Tuesday, March 16, 2010

My Own Private Idaho

Today, my oldest brother will lose a leg.

I suppose we should be thankful.  At the moment it does not seem he will lose his life.  I do not have all the details yet of his cancer, or how bad the overall situation is, I've tried not to press my parents too hard for all the gory details.  They have enough to deal with as it is.  As my dad said yesterday - reminding me now exactly where I got this phrase - "if it isn't one thing, it's another."

I, however, do not think this is fair.  This is why I do not believe in god.  No god in his right fucking mind does all this to a person.

I am the youngest of three brothers, with a sister younger then us all.  The middle brother is Eddie.  Eddie is the jock of the family, always had perfect eyesight, was a wrestler in high school.  I was the brains of the family, nearly bat blind but with enough intelligence to understand how the theory of relativity actually works (mostly... don't ask me all the underlying math).  Stephen is the oldest, and Stephen was born mentally retarded.

Mental retardation has gotten a bad reputation.  The word "retard" long ago became an insult you tossed at other kids, and even adults still get in on it these days (thanks to Rahm Imanuel and Rush Limburger for keeping the debate going, along with the help of Sarah "I'm not a Retard, I just Play One On TV" Palin).  But fine... people can not handle the words, so lets go with mentally challenged.  Differently able.  Whatever the politically correct terminology is for a person with the mental capacity of a child.

Stephen is like a child.  A big, huge, strong, happy child.  He loves nothing more then drinking his sodas and watching his television.  His favorite movie growing up was Smokey and the Bandit.  I remember we could always tell when he was watching it on his VCR when he would yell "Charge!" at the point in the movie when there was a brief bugle call.  You can count on him to once a year sneak out of the house and wander around town in the middle of the night, looking for a soda machine to get a drink from.  I doubt he's ever hurt so much as a mouse in his whole life. 

I used to be a bit scared of Stephen when I was young.  Not because of his mental challenges.  Simply because of his sheer size and strength.  As an adult he grew to 6' 5" and around 250 to 275 pounds.  He was naturally athletic, too, winning multiple swimming events at the Special Olympics each year, and even medaling the year he went to the National Championships in NY.  That's where he met and got a hug from Susan Saint James, who he came home and told us was now his girlfriend and he was going to marry her.
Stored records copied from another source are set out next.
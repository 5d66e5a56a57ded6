// Copyright 2024 Kevin Ludwig
//
// Licensed under the Apache License, Version 2.0 (the "License");
// you may not use this file except in compliance with the License.
// You may obtain a copy of the License at
//
//     http://www.apache.org/licenses/LICENSE-2.0
//
// Unless required by applicable law or agreed to in writing, software
// distributed under the License is distributed on an "AS IS" BASIS,
// WITHOUT WARRANTIES OR CONDITIONS OF ANY KIND, either express or implied.
// See the License for the specific language governing permissions and
// limitations under the License.

use tapir_err::{EntryError, Error, Result};
use tapir_fs::{
    clock::DateTime,
    entry::attrib,
    file::{FileNode, ModeFlags},
    path::VPath,
};
use zerocopy::little_endian::U16;

use crate::{dir::RawDirEntry, journal::Record, FatVolume};

impl FatVolume {
    /// Rewrites the directory entry of an open file from its handle state:
    /// size, first cluster, write time. A single-slot rewrite is atomic at
    /// sector granularity and needs no journaling.
    pub(crate) fn node_entry_update(&mut self, node: &mut FileNode) -> Result<()> {
        let entry = node.entry;
        let size = node.size;
        let first_cluster = node.first_cluster;
        let date = node.write_time.pack_date();
        let time = node.write_time.pack_time();
        self.entry_update(&entry, |raw| {
            raw.dir_filesize = size.into();
            raw.set_first_cluster(first_cluster);
            raw.dir_wrtdate = U16::new(date);
            raw.dir_wrttime = U16::new(time);
            raw.dir_lstaccdate = U16::new(date);
            raw.dir_attr |= attrib::ARCHIVE;
        })?;
        node.meta_dirty = false;
        Ok(())
    }

    pub(crate) fn fat_file_open(
        &mut self,
        path: &VPath,
        flags: ModeFlags,
        now: DateTime,
    ) -> Result<FileNode> {
        if path.is_root() {
            return Err(Error::Entry(EntryError::NotFile));
        }
        let located = self.locate(path)?;
        let mut node = match located {
            Some((dir, entry)) => {
                if flags.contains(ModeFlags::EXCL) {
                    return Err(Error::Entry(EntryError::Exists));
                }
                if entry.raw.is_dir() {
                    return Err(Error::Entry(EntryError::NotFile));
                }
                if flags.wr()
                    && (entry.raw.dir_attr & attrib::READ_ONLY != 0
                        || self.jnl_guards(dir, entry.sfn_index))
                {
                    return Err(Error::Entry(EntryError::ReadOnly));
                }
                FileNode {
                    entry: entry.slot_ref(dir),
                    attrib: entry.raw.dir_attr,
                    first_cluster: entry.raw.first_cluster(),
                    size: entry.raw.dir_filesize.get(),
                    pos: 0,
                    flags,
                    chain_pos: None,
                    meta_dirty: false,
                    write_time: DateTime::unpack(
                        entry.raw.dir_wrtdate.get(),
                        entry.raw.dir_wrttime.get(),
                    ),
                }
            }
            None => {
                if !flags.contains(ModeFlags::CREATE) {
                    return Err(Error::Entry(EntryError::NotFound));
                }
                let (dir, base) = self.locate_parent(path)?;
                let base = base.to_string();
                let plan = self.place_plan(dir, &base)?;
                self.jnl_begin()?;
                if let Some((last, clusters)) = &plan.extend {
                    self.jnl_log(Record::ChainAlloc {
                        prev: *last,
                        first: clusters[0],
                        count: clusters.len() as u32,
                    })?;
                }
                self.jnl_log(Record::EntryCreate {
                    parent: dir,
                    first_index: plan.first_index,
                    count: plan.slots,
                })?;
                self.jnl_commit()?;
                let raw = RawDirEntry::new(plan.sfn, attrib::ARCHIVE, 0, 0, now);
                self.place_commit(&plan, raw)?;
                self.jnl_end()?;
                FileNode {
                    entry: plan.slot_ref(),
                    attrib: attrib::ARCHIVE,
                    first_cluster: 0,
                    size: 0,
                    pos: 0,
                    flags,
                    chain_pos: None,
                    meta_dirty: false,
                    write_time: now,
                }
            }
        };
        if flags.contains(ModeFlags::TRUNCATE) && node.size > 0 {
            self.fat_file_truncate(&mut node, 0, now)?;
        }
        Ok(node)
    }

    pub(crate) fn fat_file_write(
        &mut self,
        node: &mut FileNode,
        buf: &[u8],
        now: DateTime,
    ) -> Result<usize> {
        if node.flags.contains(ModeFlags::APPEND) {
            node.pos = node.size as u64;
        }
        let count = self.chain_write(node, buf)?;
        if count > 0 {
            node.write_time = now;
            node.meta_dirty = true;
            if !node.flags.contains(ModeFlags::CACHED) {
                self.node_entry_update(node)?;
            }
        }
        Ok(count)
    }

    pub(crate) fn fat_file_truncate(
        &mut self,
        node: &mut FileNode,
        new_size: u32,
        now: DateTime,
    ) -> Result<()> {
        if new_size != node.size {
            self.chain_resize(node, new_size)?;
        }
        node.write_time = now;
        node.meta_dirty = true;
        self.node_entry_update(node)
    }

    pub(crate) fn fat_file_sync(&mut self, node: &mut FileNode) -> Result<()> {
        if node.meta_dirty {
            self.node_entry_update(node)?;
        }
        self.flush_bufs()
    }
}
It wasn't enough that Stephen faced mental challenges.  Those same challenges contributed to some illness in his youth, brought on by a lack of judgement other children would normally have.  He once swallowed gasoline when he was around 10 or 12, trying to siphon it from a hose into a lawnmower tank, not realizing you weren't supposed to drink it.  He had to have his stomach pumped that time.  He was just trying to do what my dad does of course.
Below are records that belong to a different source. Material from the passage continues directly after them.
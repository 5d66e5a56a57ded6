// Copyright 2024 Kevin Ludwig
//
// Licensed under the Apache License, Version 2.0 (the "License");
// you may not use this file except in compliance with the License.
// You may obtain a copy of the License at
//
//     http://www.apache.org/licenses/LICENSE-2.0
//
// Unless required by applicable law or agreed to in writing, software
// distributed under the License is distributed on an "AS IS" BASIS,
// WITHOUT WARRANTIES OR CONDITIONS OF ANY KIND, either express or implied.
// See the License for the specific language governing permissions and
// limitations under the License.

/// Per-open-directory state: a resumable scan position.
///
/// The cursor survives unrelated mutations of the same directory; entries
/// created or deleted behind the cursor simply do not appear in the
/// remainder of the scan.
#[derive(Debug, Clone, Copy)]
pub struct DirNode {
    /// First cluster of the directory, 0 for the fixed FAT12/16 root region.
    pub first_cluster: u32,
    /// Slot index the next read resumes at.
    pub offset: u32,
}

/// Identity of an open directory; see `FileHandle` for the slot/generation
/// scheme.
#[derive(Debug, Clone, Copy, PartialEq, Eq, Hash)]
pub struct DirHandle {
    pub(crate) slot: u32,
    pub(crate) gen: u32,
}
Now he has cancer.  Lung cancer to start with, but apparently some sort of bone cancer.  He broke his leg a year ago in a minor fall, which should have been a warning to his doctors, but those fucktards (see... I didn't call them retards) at the local hospital - the same numb nuts who thought my leg was broken in high school and tried to set it without x-rays, which ended up costing me more cartalidge in my torn up knee - didn't look deeper then his leg to try and figure out why his femur would have broken in such a minor fall.  A year later and lots of pain later with a bone not healing right, different doctors in Bangor determined it was more then just simply  a break. 
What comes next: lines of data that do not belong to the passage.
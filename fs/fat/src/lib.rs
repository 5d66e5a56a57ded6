// Copyright 2024 Kevin Ludwig
//
// Licensed under the Apache License, Version 2.0 (the "License");
// you may not use this file except in compliance with the License.
// You may obtain a copy of the License at
//
//     http://www.apache.org/licenses/LICENSE-2.0
//
// Unless required by applicable law or agreed to in writing, software
// distributed under the License is distributed on an "AS IS" BASIS,
// WITHOUT WARRANTIES OR CONDITIONS OF ANY KIND, either express or implied.
// See the License for the specific language governing permissions and
// limitations under the License.

pub mod boot_sector;
mod chain;
mod dir;
mod file;
pub mod format;
mod journal;
mod name;
mod ops;
mod table;
#[cfg(test)]
mod testing;

use std::sync::Arc;

use log::{error, info, warn};
use tapir_ds::Device;
use tapir_err::{EntryError, Error, JournalError, Result, VolError};
use tapir_fs::{
    buf::{BufPool, SecKind, SectorBuf},
    clock::DateTime,
    dir::DirNode,
    entry::{attrib, EntryInfo, EntryKind, TimeKind, TypeMask},
    file::{FileNode, ModeFlags},
    path::VPath,
    vol::{FormatParams, FsDriver, FsType, MountCtx, SysVolume, VolumeUsage},
};
use zerocopy::{FromBytes, IntoBytes};

use crate::{
    boot_sector::{FatLayout, FsInfo, FSINFO_LEAD_SIG, FSINFO_STRUC_SIG, FSINFO_UNKNOWN},
    dir::{DirCursor, RawDirEntry},
    journal::Journal,
};

pub use journal::{JOURNAL_BYTES, JOURNAL_NAME};

/// Characters legal in a volume label besides letters and digits.
const LABEL_SPECIALS: &[u8] = b" $%'-_@~`!(){}^#&";

/// A mounted FAT12/16/32 volume over a sector span of one device.
pub struct FatVolume {
    vol_id: u64,
    dev: Arc<Device>,
    pool: Arc<BufPool>,
    base: u64,
    layout: FatLayout,
    mode_read_only: bool,
    forced_read_only: bool,
    free_count: u32,
    bad_count: u32,
    alloc_hint: u32,
    journal: Journal,
}

impl FatVolume {
    /// Acquires the buffer for a volume-relative sector.
    pub(crate) fn buf(&self, sector: u64, kind: SecKind, must_read: bool) -> Result<SectorBuf> {
        self.pool.acquire(self.vol_id, &self.dev, self.base + sector, kind, must_read)
    }

    pub(crate) fn put(&self, buf: SectorBuf) {
        self.pool.release(buf)
    }

    pub(crate) fn flush_bufs(&self) -> Result<()> {
        self.pool.flush_vol(self.vol_id)
    }

    /// Structural corruption: the volume degrades to read-only and the
    /// caller's operation fails.
    pub(crate) fn corrupt(&mut self) -> Error {
        if !self.forced_read_only {
            error!("structural corruption, volume degrades to read-only");
            self.forced_read_only = true;
        }
        Error::Entry(EntryError::Corrupt)
    }

    fn wr_check(&self) -> Result<()> {
        if self.read_only() {
            return Err(Error::Vol(VolError::InvalidOp));
        }
        Ok(())
    }

    pub(crate) fn mount(ctx: MountCtx) -> Result<Self> {
        let dev_info = ctx.dev.info()?;
        let layout = {
            let buf = ctx
                .pool
                .acquire(ctx.vol_id, &ctx.dev, ctx.base, SecKind::Mgmt, true)?;
            let layout = boot_sector::parse(buf.bytes(), dev_info.sector_size, ctx.sectors);
            ctx.pool.release(buf);
            layout?
        };

        let mut vol = Self {
            vol_id: ctx.vol_id,
            dev: ctx.dev,
            pool: ctx.pool,
            base: ctx.base,
            layout,
            mode_read_only: ctx.read_only,
            forced_read_only: false,
            free_count: 0,
            bad_count: 0,
            alloc_hint: 2,
            journal: Journal::default(),
        };

        // A non-empty journal holds a half-done metadata operation; replay
        // before anything else looks at the volume.
        if !ctx.read_only {
            vol.jnl_replay().map_err(|err| {
                error!("journal replay failed: {err}");
                Error::Journal(JournalError::Replay)
            })?;
        }

        let (free, bad) = vol.fat_scan()?;
        vol.free_count = free;
        vol.bad_count = bad;

        if layout.fs_type == FsType::Fat32 && layout.fsinfo_sec != 0 {
            vol.fsinfo_load()?;
        }
        if ctx.journaled && !ctx.read_only {
            vol.jnl_start(ctx.now)?;
        }
        info!(
            "mounted {} volume: {} clusters of {} sectors, {} free",
            layout.fs_type, layout.cluster_count, layout.sec_per_clus, vol.free_count
        );
        Ok(vol)
    }

    /// Cross-checks the FSINFO hints against the scanned counts and adopts
    /// the allocation hint.
    fn fsinfo_load(&mut self) -> Result<()> {
        let buf = self.buf(self.layout.fsinfo_sec as u64, SecKind::Mgmt, true)?;
        let info = FsInfo::read_from_bytes(&buf.bytes()[..size_of::<FsInfo>()])
            .map_err(|_| Error::Entry(EntryError::Corrupt));
        self.put(buf);
        let info = info?;
        if info.fsi_leadsig.get() != FSINFO_LEAD_SIG || info.fsi_strucsig.get() != FSINFO_STRUC_SIG
        {
            warn!("FSINFO signatures invalid, hints ignored");
            return Ok(());
        }
        let free = info.fsi_free_count.get();
        if free != FSINFO_UNKNOWN && free != self.free_count {
            warn!("FSINFO free count {free} disagrees with scan {}", self.free_count);
        }
        let next = info.fsi_nxt_free.get();
        if next >= 2 && next < self.layout.cluster_end() {
            self.alloc_hint = next;
        }
        Ok(())
    }

    fn fsinfo_store(&mut self) -> Result<()> {
        if self.layout.fs_type != FsType::Fat32 || self.layout.fsinfo_sec == 0 {
            return Ok(());
        }
        let free_count = self.free_count;
        let alloc_hint = self.alloc_hint;
        let mut buf = self.buf(self.layout.fsinfo_sec as u64, SecKind::Mgmt, true)?;
        if let Ok(info) = FsInfo::mut_from_bytes(&mut buf.bytes_mut()[..size_of::<FsInfo>()]) {
            info.fsi_free_count.set(free_count);
            info.fsi_nxt_free.set(alloc_hint);
            buf.mark_dirty();
        }
        self.put(buf);
        Ok(())
    }

    fn fat_label(&mut self) -> Result<String> {
        match self.label_find()? {
            Some((_, raw)) => {
                Ok(String::from_utf8_lossy(&raw.dir_name).trim_end().to_string())
            }
            None => Ok("NO NAME".to_string()),
        }
    }

    fn fat_label_set(&mut self, text: &str, now: DateTime) -> Result<()> {
        let text = text.to_uppercase();
        if text.is_empty() || text.len() > 11 {
            return Err(Error::Vol(VolError::LabelInvalid));
        }
        let mut label = [b' '; 11];
        for (at, &byte) in text.as_bytes().iter().enumerate() {
            if !byte.is_ascii_uppercase()
                && !byte.is_ascii_digit()
                && !LABEL_SPECIALS.contains(&byte)
            {
                return Err(Error::Vol(VolError::LabelInvalid));
            }
            label[at] = byte;
        }

        match self.label_find()? {
            Some((index, mut raw)) => {
                raw.dir_name = label;
                raw.dir_wrtdate = now.pack_date().into();
                raw.dir_wrttime = now.pack_time().into();
                self.dir_slot_write(0, index, raw.as_bytes())?;
            }
            None => {
                // First free or virgin slot of the root directory.
                let mut cur = DirCursor::new(0);
                let index = loop {
                    match self.dir_slot_read(&mut cur)? {
                        None => return Err(Error::Entry(EntryError::DirFull)),
                        Some(raw) if raw.is_end() || raw.is_free() => break cur.index,
                        Some(_) => cur.index += 1,
                    }
                };
                let raw = RawDirEntry::new(label, attrib::VOLUME_ID, 0, 0, now);
                self.dir_slot_write(0, index, raw.as_bytes())?;
            }
        }
        self.bpb_label_store(&label)
    }

    /// Mirrors the label into the boot-sector BS_VolLab field.
    fn bpb_label_store(&mut self, label: &[u8; 11]) -> Result<()> {
        let at = match self.layout.fs_type {
            FsType::Fat32 => 71,
            _ => 43,
        };
        let mut buf = self.buf(0, SecKind::Mgmt, true)?;
        buf.bytes_mut()[at..at + 11].copy_from_slice(label);
        buf.mark_dirty();
        self.put(buf);
        Ok(())
    }

    fn fat_query(&mut self) -> Result<VolumeUsage> {
        let spc = self.layout.sec_per_clus as u64;
        let used = self.layout.cluster_count - self.free_count - self.bad_count;
        Ok(VolumeUsage {
            total_sectors: self.layout.total_sectors,
            free_sectors: self.free_count as u64 * spc,
            used_sectors: used as u64 * spc,
            bad_sectors: self.bad_count as u64 * spc,
            cluster_sectors: self.layout.sec_per_clus,
        })
    }

    fn fat_sync(&mut self) -> Result<()> {
        self.fsinfo_store()?;
        self.flush_bufs()
    }
}

impl SysVolume for FatVolume {
    fn fs_type(&self) -> FsType {
        self.layout.fs_type
    }

    fn query(&mut self) -> Result<VolumeUsage> {
        self.fat_query()
    }

    fn label(&mut self) -> Result<String> {
        self.fat_label()
    }

    fn label_set(&mut self, label: &str, now: DateTime) -> Result<()> {
        self.wr_check()?;
        self.fat_label_set(label, now)
    }

    fn sync(&mut self) -> Result<()> {
        self.fat_sync()
    }

    fn read_only(&self) -> bool {
        self.mode_read_only || self.forced_read_only
    }

    fn journal_start(&mut self, now: DateTime) -> Result<()> {
        self.wr_check()?;
        self.jnl_start(now)
    }

    fn journal_stop(&mut self) -> Result<()> {
        self.jnl_stop()
    }

    fn entry_query(&mut self, path: &VPath) -> Result<EntryInfo> {
        self.fat_entry_query(path)
    }

    fn entry_create(
        &mut self,
        path: &VPath,
        kind: EntryKind,
        exclusive: bool,
        now: DateTime,
    ) -> Result<()> {
        self.wr_check()?;
        self.fat_entry_create(path, kind, exclusive, now)
    }

    fn entry_delete(&mut self, path: &VPath, mask: TypeMask) -> Result<()> {
        self.wr_check()?;
        self.fat_entry_delete(path, mask)
    }

    fn entry_rename(
        &mut self,
        old: &VPath,
        new: &VPath,
        exclusive: bool,
        now: DateTime,
    ) -> Result<()> {
        self.wr_check()?;
        self.fat_entry_rename(old, new, exclusive, now)
    }

    fn entry_attrib_set(&mut self, path: &VPath, bits: u8) -> Result<()> {
        self.wr_check()?;
        self.fat_entry_attrib_set(path, bits)
    }

    fn entry_time_set(&mut self, path: &VPath, time: DateTime, which: TimeKind) -> Result<()> {
        self.wr_check()?;
        self.fat_entry_time_set(path, time, which)
    }

    fn file_open(&mut self, path: &VPath, flags: ModeFlags, now: DateTime) -> Result<FileNode> {
        if flags.wr() {
            self.wr_check()?;
        }
        self.fat_file_open(path, flags, now)
    }

    fn file_read(&mut self, node: &mut FileNode, buf: &mut [u8]) -> Result<usize> {
        self.chain_read(node, buf)
    }

    fn file_write(&mut self, node: &mut FileNode, buf: &[u8], now: DateTime) -> Result<usize> {
        self.wr_check()?;
        self.fat_file_write(node, buf, now)
    }

    fn file_truncate(&mut self, node: &mut FileNode, new_size: u32, now: DateTime) -> Result<()> {
        self.wr_check()?;
        self.fat_file_truncate(node, new_size, now)
    }

    fn file_sync(&mut self, node: &mut FileNode) -> Result<()> {
        self.fat_file_sync(node)
    }

    fn file_close(&mut self, node: &mut FileNode) -> Result<()> {
        self.fat_file_sync(node)
    }

    fn dir_open(&mut self, path: &VPath) -> Result<DirNode> {
        self.fat_dir_open(path)
    }

    fn dir_read(&mut self, node: &mut DirNode) -> Result<Option<EntryInfo>> {
        self.fat_dir_read(node)
    }
}

/// The FAT file system driver; register with
/// `FileSystem::register_fs(tapir_fs_fat::driver())`.
pub struct FatDriver;

impl FsDriver for FatDriver {
    fn name(&self) -> &'static str {
        "fat"
    }

    fn mount(&self, ctx: MountCtx) -> Result<Box<dyn SysVolume>> {
        Ok(Box::new(FatVolume::mount(ctx)?))
    }

    fn format(
        &self,
        dev: &Arc<Device>,
        base: u64,
        sectors: u64,
        params: &FormatParams,
    ) -> Result<()> {
        format::format(dev, base, sectors, params)
    }
}

pub fn driver() -> Arc<dyn FsDriver> {
    Arc::new(FatDriver)
}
So Stephen will lose his leg today.  The cancer has eaten away at the bone apparently, which as far as I can tell is not a good sign of what faces him going forward .  Maybe it hasn't spread further, maybe the lungs are the only other problem.  If it were not for Medicaid, what chance would he have?  None... he would be dying today, not just losing a leg.  My parents have no money, no capacity to pay for these tests, the follow up visits, the surgery.  Only because they are poor, because he is disabled, are they able to get the treatment he needs to continue to even HAVE a life, let alone a life of quality and dignity.

So fuck you all you conservative pricks who believe health care should be limited to those whose employers offer it or can afford it themselves.  Most of you are rich pricks who can afford to fly to foreign countries to pay for your health care (countries which have socialized medical systems, by the way... hypocritical ass wipes you folks are).  Shut your fucking mouths and let someone do SOMETHING to fix this fucked up system that doles out health care to those who can afford it or, who through the luck of some employment draw, have it provided to them.  Health care is a right, is a necessity, is not a benefit of work.  It is not "liberty and the pursuit of happiness" without there being a LIFE in front of that statement.

My brother loses his leg today.  So fuck you and fuck your god, none of you would life a finger for my brother or others like him.  I have no use for you, get the fuck out of the way or get run over by what's coming.